Developing a world-class education system is essential to preventing brain drain to foreign universities and retaining talent within the country. We anticipate a budget that prioritizes economic advancement, employment generation, and technological investments, paving the way for a progressive and inclusive India.”

Devashish Sharma, CEO and founding member at Taggd

“As we anticipate the Union Budget for FY 2024-25, we recognize the challenges and opportunities.
On one side, we are encouraged by the government’s efforts to curb food inflation, tackle unemployment, and address agricultural challenges. The declining overall unemployment rate, now at 7% as of May 2024, is a testament to these efforts. However, the current unemployment rates specifically 10% for youth, 13.8% for urban males, and 21.7% for urban females – underscore the urgent need to equip our youth with in-demand skills for booming sectors like:
a) Semiconductors – expected to reach $64 billion by 2026

b) EV sector -projected to grow at a compound annual growth rate (CAGR) of 26.8% from 2021 to 2030

c) Healthcare – expected to grow at a CAGR of 22% between 2020 and 2025

d) E-commerce – to reach USD 300 billion by 2030

e) Manufacturing – aims to contribute 25% to the GDP by 2025

f) AI/ML in IT/Tech, which has seen a 15% growth in jobs in recent times.

We see a critical opportunity to bridge the academia-industry divide. By transforming bilateral agreements into tripartite ones, we can better align education with industry needs. This includes extending apprenticeships to a structured 7-year program with a modular credit framework, allowing seamless mobility across education streams.

We are optimistic about the special initiatives for the MSME sector, which contributes nearly 30% to India’s GDP. The allocation of Rs 22,138 crores in the interim budget and the anticipated schemes to enhance supply chains and manufacturing capabilities will significantly bolster this sector.

Furthermore, the government’s ambitious goal to meet half of its energy needs through renewable sources by 2030 is commendable. Promoting rooftop solar energy capacity and other renewable energy initiatives will contribute to environmental sustainability and create numerous job opportunities.

Given that a large portion of India’s workforce is engaged in agriculture and the informal sector, we agree that reforms are much needed in agriculture and food processing, however, will need to be well-planned, executed on ground, transparent and sustainable. The socio-economic impact will need specific addressal by the overall government machinery. That said, increased public investments in agricultural infrastructure and private sector involvement are absolutely essential to spur employment and economic growth.

This budget has the potential to be a game-changer. By implementing these measures, we can strengthen India’s economic resilience and unlock the potential of our future generations. Together, let’s build a skilled workforce that thrives in the dynamic world of work and fosters a robust economic environment.”

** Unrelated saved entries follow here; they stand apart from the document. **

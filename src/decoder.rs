//! Decoding for the polyline text format.
//!
//! The heart of this module is [`StepDecoder`], a state machine that
//! consumes one input byte per call and reports when a full point is
//! ready. It holds no reference to the input, so it can be driven from
//! an in-memory string, a file reader, or a network stream alike.
//! [`decode_line`] is the in-memory driving loop built on top of it.

use serde::{Deserialize, Serialize};

use crate::constants::{ASCII_OFFSET, CHUNK_SIZE, CONTINUATION_BIT, MASK_5_BIT, MAX_DIGIT, MIN_DIGIT, PRECISION};
use crate::error::DecodeError;
use crate::point::Point;

/// Where the decoder is within the digit stream
#[derive(Debug, Clone, Copy, PartialEq, Eq, Serialize, Deserialize)]
enum State {
    /// Fresh session; previous point not yet zeroed
    AwaitingFirstPoint,
    /// Next byte starts a new latitude digit run
    AwaitingLatDigit,
    /// Mid-latitude, accumulating digits
    DecodingLatitude,
    /// Next byte starts a new longitude digit run
    AwaitingLonDigit,
    /// Mid-longitude, accumulating digits
    DecodingLongitude,
}

/// Result of feeding one byte to [`StepDecoder::step`]
#[derive(Debug, Clone, Copy, PartialEq, Eq)]
pub enum Step {
    /// More bytes are needed before anything completes
    Incomplete,
    /// The latitude of the current point just completed
    LatitudeReady,
    /// Both axes completed; the output point is fully decoded
    PointComplete,
}

/// Incremental polyline decoder
///
/// Decodes one byte at a time. Create (or [`start`](Self::start)) a
/// decoder per polyline, feed every byte in order to
/// [`step`](Self::step), and collect the output point whenever it
/// returns [`Step::PointComplete`].
///
/// Input that ends mid-point simply leaves the decoder incomplete; no
/// error is raised here. Callers that must detect truncation check
/// [`in_progress`](Self::in_progress) after the last byte, or use
/// [`decode_line_checked`].
///
/// The decoder is plain data and serializable, so a long-running
/// session can be suspended and resumed.
#[derive(Debug, Clone, Serialize, Deserialize)]
pub struct StepDecoder {
    state: State,
    /// Accumulated 5-bit chunks of the current axis
    partial: i32,
    /// Bit position the next chunk lands at
    shift: u32,
    /// Last fully decoded point; delta reference for the next one
    prev: Point,
}

impl StepDecoder {
    /// Create a decoder, ready for the first byte of a polyline
    #[inline]
    #[must_use]
    pub fn new() -> Self {
        Self {
            state: State::AwaitingFirstPoint,
            partial: 0,
            shift: 0,
            prev: Point::ORIGIN,
        }
    }

    /// Reset the state machine
    ///
    /// Must be called before reusing a decoder on a new polyline;
    /// also resets the running previous point to the origin.
    #[inline]
    pub fn start(&mut self) {
        self.state = State::AwaitingFirstPoint;
    }

    /// True while the decoder is mid-point
    ///
    /// If this is still true once the input is exhausted, the polyline
    /// was truncated: some digits of a point arrived but the point
    /// never completed.
    #[inline]
    #[must_use]
    pub fn in_progress(&self) -> bool {
        !matches!(self.state, State::AwaitingFirstPoint | State::AwaitingLatDigit)
    }

    /// Feed one input byte
    ///
    /// `point` is written axis-by-axis: its latitude is set when
    /// [`Step::LatitudeReady`] is returned and its longitude when
    /// [`Step::PointComplete`] is; only at `PointComplete` does it hold
    /// a fully decoded point.
    ///
    /// Bytes outside the polyline alphabet are not detected here; they
    /// corrupt the current axis but never panic (arithmetic wraps).
    pub fn step(&mut self, byte: u8, point: &mut Point) -> Step {
        if self.state == State::AwaitingFirstPoint {
            // Consumes no input: fall straight through to the lat digits.
            self.prev = Point::ORIGIN;
            self.state = State::AwaitingLatDigit;
        }
        match self.state {
            State::AwaitingLatDigit => {
                self.partial = 0;
                self.shift = 0;
                self.state = State::DecodingLatitude;
            }
            State::AwaitingLonDigit => {
                self.partial = 0;
                self.shift = 0;
                self.state = State::DecodingLongitude;
            }
            _ => {}
        }

        let chunk = i32::from(byte) - ASCII_OFFSET;
        self.partial |= (chunk & MASK_5_BIT).wrapping_shl(self.shift);
        self.shift = self.shift.wrapping_add(CHUNK_SIZE);

        if chunk >= CONTINUATION_BIT {
            // More digits follow for this axis.
            return Step::Incomplete;
        }

        // Final digit of the axis: undo the zig-zag and rescale.
        let mut value = self.partial;
        if value & 1 != 0 {
            value = !value;
        }
        value >>= 1;
        let delta = f64::from(value) / PRECISION;

        match self.state {
            State::DecodingLatitude => {
                point.lat = self.prev.lat + delta;
                self.state = State::AwaitingLonDigit;
                Step::LatitudeReady
            }
            State::DecodingLongitude => {
                point.lon = self.prev.lon + delta;
                self.state = State::AwaitingLatDigit;
                self.prev = *point;
                Step::PointComplete
            }
            // Unreachable: the entry match above always lands in a
            // Decoding* state before digits are consumed.
            _ => Step::Incomplete,
        }
    }
}

impl Default for StepDecoder {
    fn default() -> Self {
        Self::new()
    }
}

/// Decode a polyline into at most `max_points` points
///
/// Feeds `coords` byte-by-byte into a fresh [`StepDecoder`], stopping
/// when the input is exhausted or `max_points` points have been
/// collected. No byte beyond the prefix that produced the returned
/// points is examined.
///
/// A result of exactly `max_points` points is ambiguous: the input may
/// have held exactly that many points, or decoding may have stopped
/// early with input remaining. Callers that need to tell these apart
/// should pass a cap above the largest expected line, or use
/// [`decode_line_checked`].
///
/// Trailing digits that never complete a point are silently dropped,
/// as is any malformed tail.
#[must_use]
pub fn decode_line(coords: &str, max_points: usize) -> Vec<Point> {
    let mut decoder = StepDecoder::new();
    decoder.start();

    let mut points = Vec::new();
    let mut current = Point::ORIGIN;

    for &byte in coords.as_bytes() {
        if points.len() >= max_points {
            break;
        }
        if decoder.step(byte, &mut current) == Step::PointComplete {
            points.push(current);
        }
    }

    points
}

/// Decode a polyline, rejecting malformed input
///
/// Unlike [`decode_line`] this has no point cap and surfaces the two
/// ways a polyline can be broken: a byte outside the digit alphabet
/// (`?`..`~`) and input that ends in the middle of a point.
///
/// # Errors
/// [`DecodeError::InvalidByte`] on the first out-of-alphabet byte,
/// [`DecodeError::TruncatedInput`] when the input ends mid-point.
pub fn decode_line_checked(coords: &str) -> Result<Vec<Point>, DecodeError> {
    let mut decoder = StepDecoder::new();
    decoder.start();

    let mut points = Vec::new();
    let mut current = Point::ORIGIN;

    for (offset, &byte) in coords.as_bytes().iter().enumerate() {
        if !(MIN_DIGIT..=MAX_DIGIT).contains(&byte) {
            return Err(DecodeError::InvalidByte { byte, offset });
        }
        if decoder.step(byte, &mut current) == Step::PointComplete {
            points.push(current);
        }
    }

    if decoder.in_progress() {
        return Err(DecodeError::TruncatedInput);
    }

    Ok(points)
}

Mr. Vanshaj Bhatia Director of sales Hyatt Place Jaipur

“The Hospitality and Tourism industry eagerly awaits the upcoming union budget. Varied factors and policies could help boost the sector however past budgets have been below expectations to say the least. In 2022, the travel and tourism sector in India contributed around 5.9 percent to the total GDP of the country. This amounted to over 15,687 billion Indian rupees, and an increase of nearly 89.2 percent compared to the previous year. The sheer size of the Indian market, the demographics, the increase in GDP per person and the will of people to travel are all positive indicators on how the industry is pinned to perform. Make no mistake Hospitality companies both Indian & multinational are scheduled to launch new brands and new hotels in the next few years thereby bolstering the supply, Pan India. The upcoming budget will surely have all these factors in play along with key areas that impact the industry such as Taxation, support for SMEs & MSMEs and Infrastructure Investments.”